Robo
1971 Castle in the Hub: Your lights are on!
- Joined
- Nov 18, 2001
None of it is possible. (Or, maybe, not "practical.")I'm curious, which part of this actual device do you think is impossible?
Someone has come up with a gizmo,
1. it's a stand alone flash with a stencil over the end.
2. It's triggered by the flash of another camera by a slave circuit. So when people take a picture of something this gizmo goes off and
3. paints the target with a picture for just that 1/10000 of a second. You can't see it with the naked eye really but the pictures will all come up with your picture on them.
1. THAT wouldn't work. A stencil needs a projection lens system.
Without that, it would just lower the brightness of the light behind it.
And, if it had a lens system (for projection of a shadow/image) it would have to
be focused to the surface on which it was being projected.
Otherwise, the intended "disruptive shape" might be nothing but a soft, nondescript blur.
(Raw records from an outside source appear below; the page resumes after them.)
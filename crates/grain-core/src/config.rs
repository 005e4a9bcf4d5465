//! Configuration structures for the grain classification pipeline.
//!
//! Every section implements [`Default`] with the reference settings
//! (224x224 inputs, batch size 32, 20% validation split, 10 epochs of Adam),
//! so a TOML file only needs to name the fields it changes.

use crate::{Error, Result};
use serde::{Deserialize, Serialize};
use std::path::PathBuf;

/// Default location of the pretrained MobileNetV2 feature-vector record.
pub const DEFAULT_EXTRACTOR_SOURCE: &str = "models/mobilenet_v2_feature_vector.mpk";

/// Main configuration for a training run
#[derive(Debug, Clone, Serialize, Deserialize)]
#[serde(default)]
pub struct PipelineConfig {
    /// Dataset configuration
    pub data: DataConfig,
    /// Model configuration
    pub model: ModelConfig,
    /// Training hyperparameters
    pub training: TrainingParams,
    /// Output locations
    pub output: OutputConfig,
    /// Random seed for shuffling and augmentation
    pub seed: u64,
}

impl Default for PipelineConfig {
    fn default() -> Self {
        Self {
            data: DataConfig::default(),
            model: ModelConfig::default(),
            training: TrainingParams::default(),
            output: OutputConfig::default(),
            seed: 42,
        }
    }
}

impl PipelineConfig {
    /// Checks parameter ranges. Path existence is checked by the loaders.
    pub fn validate(&self) -> Result<()> {
        self.data.validate()?;

        if self.training.epochs == 0 {
            return Err(Error::Config("Number of epochs must be greater than 0".to_string()));
        }
        if self.training.adam.learning_rate <= 0.0 {
            return Err(Error::Config("Learning rate must be positive".to_string()));
        }
        if self.model.width_multiplier <= 0.0 {
            return Err(Error::Config("Width multiplier must be positive".to_string()));
        }
        if self.model.num_classes == Some(0) {
            return Err(Error::Config("Number of classes must be greater than 0".to_string()));
        }

        Ok(())
    }
}

/// Dataset configuration
#[derive(Debug, Clone, Serialize, Deserialize)]
#[serde(default)]
pub struct DataConfig {
    /// Root of the training tree, split into train and validation
    pub train_dir: PathBuf,
    /// Root of the separate test tree
    pub test_dir: PathBuf,
    /// Square side every image is resized to
    pub image_size: usize,
    /// Images per batch
    pub batch_size: usize,
    /// Fraction of each class held out for validation
    pub validation_split: f64,
    /// Multiplier applied to raw 0-255 pixel values
    pub rescale: f32,
    /// Augmentation applied to training and validation images
    pub augmentation: AugmentationConfig,
}

impl Default for DataConfig {
    fn default() -> Self {
        Self {
            train_dir: PathBuf::from("data/Rice_Image_Dataset"),
            test_dir: PathBuf::from("data/Rice_Test_Dataset"),
            image_size: 224,
            batch_size: 32,
            validation_split: 0.2,
            rescale: 1.0 / 255.0,
            augmentation: AugmentationConfig::default(),
        }
    }
}

impl DataConfig {
    pub fn validate(&self) -> Result<()> {
        if self.image_size == 0 {
            return Err(Error::Config("Image size must be greater than 0".to_string()));
        }
        if self.batch_size == 0 {
            return Err(Error::Config("Batch size must be greater than 0".to_string()));
        }
        if !(self.validation_split > 0.0 && self.validation_split < 1.0) {
            return Err(Error::Config(format!(
                "Validation split must lie strictly between 0 and 1, got {}",
                self.validation_split
            )));
        }
        if self.rescale <= 0.0 {
            return Err(Error::Config("Rescale factor must be positive".to_string()));
        }
        self.augmentation.validate()
    }
}

/// Data augmentation configuration
///
/// The default is the identity: images are only rescaled.
#[derive(Debug, Clone, PartialEq, Serialize, Deserialize)]
#[serde(default)]
pub struct AugmentationConfig {
    /// Random horizontal flip
    pub horizontal_flip: bool,
    /// Random vertical flip
    pub vertical_flip: bool,
    /// Maximum rotation in degrees, snapped to quarter turns
    pub rotation_range: f32,
    /// Brightness factor range
    pub brightness_range: (f32, f32),
    /// Zoom factor range (crop then resize back)
    pub zoom_range: (f32, f32),
}

impl Default for AugmentationConfig {
    fn default() -> Self {
        Self {
            horizontal_flip: false,
            vertical_flip: false,
            rotation_range: 0.0,
            brightness_range: (1.0, 1.0),
            zoom_range: (1.0, 1.0),
        }
    }
}

impl AugmentationConfig {
    /// True when no transform would ever change an image.
    pub fn is_identity(&self) -> bool {
        *self == Self::default()
    }

    pub fn validate(&self) -> Result<()> {
        let (lo, hi) = self.brightness_range;
        if lo <= 0.0 || lo > hi {
            return Err(Error::Config(format!("Invalid brightness range ({lo}, {hi})")));
        }
        let (lo, hi) = self.zoom_range;
        if lo <= 0.0 || lo > hi {
            return Err(Error::Config(format!("Invalid zoom range ({lo}, {hi})")));
        }
        if self.rotation_range < 0.0 {
            return Err(Error::Config("Rotation range must not be negative".to_string()));
        }
        Ok(())
    }
}

/// Model configuration
#[derive(Debug, Clone, Serialize, Deserialize)]
#[serde(default)]
pub struct ModelConfig {
    /// Registered name of the feature extractor architecture
    pub extractor: String,
    /// URL (`http://`, `https://`) or local path of the pretrained extractor weights
    pub extractor_source: String,
    /// MobileNetV2 width multiplier (alpha)
    pub width_multiplier: f64,
    /// Number of output classes; inferred from the training tree when absent
    pub num_classes: Option<usize>,
}

impl Default for ModelConfig {
    fn default() -> Self {
        Self {
            extractor: "mobilenet_v2".to_string(),
            extractor_source: DEFAULT_EXTRACTOR_SOURCE.to_string(),
            width_multiplier: 1.0,
            num_classes: None,
        }
    }
}

/// Training hyperparameters
#[derive(Debug, Clone, Serialize, Deserialize)]
#[serde(default)]
pub struct TrainingParams {
    /// Number of passes over the training partition
    pub epochs: usize,
    /// Adam optimizer settings
    pub adam: AdamParams,
}

impl Default for TrainingParams {
    fn default() -> Self {
        Self {
            epochs: 10,
            adam: AdamParams::default(),
        }
    }
}

/// Adam optimizer settings
#[derive(Debug, Clone, Serialize, Deserialize)]
#[serde(default)]
pub struct AdamParams {
    pub learning_rate: f64,
    pub beta_1: f32,
    pub beta_2: f32,
    pub epsilon: f32,
}

impl Default for AdamParams {
    fn default() -> Self {
        Self {
            learning_rate: 0.001,
            beta_1: 0.9,
            beta_2: 0.999,
            epsilon: 1e-7,
        }
    }
}

/// Output configuration
#[derive(Debug, Clone, Serialize, Deserialize)]
#[serde(default)]
pub struct OutputConfig {
    /// Directory for charts, sample previews and run summaries
    pub output_dir: PathBuf,
    /// Where the trained model is saved (single-file archive)
    pub model_path: PathBuf,
    /// Download cache for pretrained components
    pub cache_dir: PathBuf,
}

impl Default for OutputConfig {
    fn default() -> Self {
        Self {
            output_dir: PathBuf::from("output"),
            model_path: PathBuf::from("rice.mpk"),
            cache_dir: PathBuf::from(".cache/grain"),
        }
    }
}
(Which would defeat the entire purpose.)
2. THAT wouldn't work, as by the time a sensor in our image projector
detected another flash, that other camera would be finished exposing its photo.
Our projector unit's flash would be going off too late.
3. THAT wouldn't work, as a strobe of only 1/10,000 of a second...
A. is not possible with standard (affordable) strobe technology.
B. would not overcome the bright on-access strobe of the original camera.
C. would be visible to all guests... if it WAS bright enough to have any effect at all.
A case (if it DID work) where the "cure" would be as bad (or worse) than the "disease."